Chemodynamic therapy (CDT) has been limited by the tumor microenvironment, such as the low concentration of hydrogen peroxide (H₂O₂). The combination of therapeutic strategies that increase H₂O₂ with CDT can synergistically enhance the therapeutic effect. Herein, a novel supramolecular PEG-DNA-ferrocene nanogel that can codeliver glucose oxidase (GOx) and the hypoxia-activable prodrug tirapazamine (TPZ) was developed to synergistically amplify CDT via cascade reactions. The DNA nanogel was size-controllable and DNase I-responsive and exhibited good biocompatibility. Induced by oxygen consumption and H₂O₂ generation in the catalytic reaction of GOx, the drugs TPZ and ferrocene in the nanogel underwent the hypoxia-based reaction and the Fenton reaction, respectively.
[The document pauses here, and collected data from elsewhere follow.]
//! HTTP API envelope and routing.

mod helpers;

use axum::body::{to_bytes, Body};
use axum::http::{Request, StatusCode};
use serde_json::{json, Value};
use tower::ServiceExt;

use helpers::{Site, NONCE};
use link_sentinel::server::{router, ACTOR_ID_HEADER, ACTOR_NAME_HEADER, NONCE_HEADER};

fn request(method: &str, uri: &str, body: Option<Value>, manager: bool) -> Request<Body> {
    let mut builder = Request::builder().method(method).uri(uri);
    if manager {
        builder = builder
            .header(ACTOR_ID_HEADER, "1")
            .header(ACTOR_NAME_HEADER, "Ada")
            .header(NONCE_HEADER, NONCE);
    }
    match body {
        Some(body) => builder
            .header("content-type", "application/json")
            .body(Body::from(body.to_string()))
            .unwrap(),
        None => builder.body(Body::empty()).unwrap(),
    }
}

async fn call(site: &Site, req: Request<Body>) -> (StatusCode, Value) {
    let response = router(site.sentinel.clone()).oneshot(req).await.unwrap();
    let status = response.status();
    let bytes = to_bytes(response.into_body(), usize::MAX).await.unwrap();
    (status, serde_json::from_slice(&bytes).unwrap())
}

#[tokio::test]
async fn test_anonymous_caller_gets_permission_error_envelope() {
    let site = Site::start().await;
    let (status, body) = call(&site, request("GET", "/scan/status", None, false)).await;
    assert_eq!(status, StatusCode::FORBIDDEN);
    assert_eq!(
        body,
        json!({ "success": false, "data": { "message": "Permission denied." } })
    );
}

#[tokio::test]
async fn test_scan_over_http() {
    let site = Site::start().await;
    site.seed("/post-1/", r#"<a href="/gone-away/">x</a>"#).await;

    let (status, body) = call(&site, request("POST", "/scan/start", None, true)).await;
    assert_eq!(status, StatusCode::OK);
    assert_eq!(body["success"], json!(true));
    assert_eq!(body["data"]["total"], json!(1));
    let token = body["data"]["token"].as_str().unwrap().to_string();

    let (status, body) = call(
        &site,
        request("POST", "/scan/step", Some(json!({ "token": token })), true),
    )
    .await;
    assert_eq!(status, StatusCode::OK);
    assert_eq!(body["data"]["done"], json!(true));

    let (_, body) = call(&site, request("GET", "/issues?view=broken&page=1", None, true)).await;
    assert_eq!(body["data"]["total_items"], json!(1));
    assert_eq!(body["data"]["items"][0]["original_url"], json!("/gone-away/"));
    assert_eq!(body["data"]["items"][0]["http_status"], json!(404));

    let (_, body) = call(&site, request("GET", "/issues?view=pending", None, true)).await;
    assert_eq!(body["data"]["total_items"], json!(0));
}

#[tokio::test]
async fn test_invalid_token_maps_to_bad_request() {
    let site = Site::start().await;
    site.seed("/post-1/", "<p>hi</p>").await;
    call(&site, request("POST", "/scan/start", None, true)).await;

    let (status, body) = call(
        &site,
        request("POST", "/scan/step", Some(json!({ "token": "nope" })), true),
    )
    .await;
    assert_eq!(status, StatusCode::BAD_REQUEST);
    assert_eq!(body["data"]["message"], json!("Invalid scan token."));
}

#[tokio::test]
async fn test_settings_round_trip_and_unknown_key() {
    let site = Site::start().await;
    let (status, body) = call(
        &site,
        request(
            "PUT",
            "/settings",
            Some(json!({ "auto_resolve_permanent": "1", "scan_batch_size": "500" })),
            true,
        ),
    )
    .await;
    assert_eq!(status, StatusCode::OK);
    assert_eq!(body["data"]["auto_resolve_permanent"], json!(true));
    assert_eq!(body["data"]["scan_batch_size"], json!(100));

    let (status, body) = call(
        &site,
        request("PUT", "/settings", Some(json!({ "colour": "blue" })), true),
    )
    .await;
    assert_eq!(status, StatusCode::BAD_REQUEST);
    assert_eq!(body["data"]["message"], json!("Unknown setting: colour"));
}

#[tokio::test]
async fn test_clear_resolved_endpoint() {
    let site = Site::start().await;
    site.set("auto_resolve_permanent", "1").await;
    site.head("/old-target/", 301, Some("/new-target/")).await;
    site.head("/new-target/", 200, None).await;
    site.seed("/post-1/", r#"<a href="/old-target/">x</a>"#).await;
    site.scan().await;

    let (_, body) = call(&site, request("GET", "/issues?view=resolved&scope=current", None, true)).await;
    assert_eq!(body["data"]["total_items"], json!(1));

    let (status, body) = call(&site, request("DELETE", "/issues/resolved", None, true)).await;
    assert_eq!(status, StatusCode::OK);
    assert_eq!(body["data"]["removed"], json!(1));
    assert!(site.issues().await.is_empty());
}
The vitro model tests, intracellular ROS test, MTT experiments, and DNA damage assay demonstrated that the H₂O₂-based cascade Fenton reaction and the hypoxia-based cascade reaction obviously increased ·OH generation and promoted the apoptosis of cancer cells. This cascade supramolecular nanoplatform provided a promising therapeutic strategy to synergistically amplify CDT.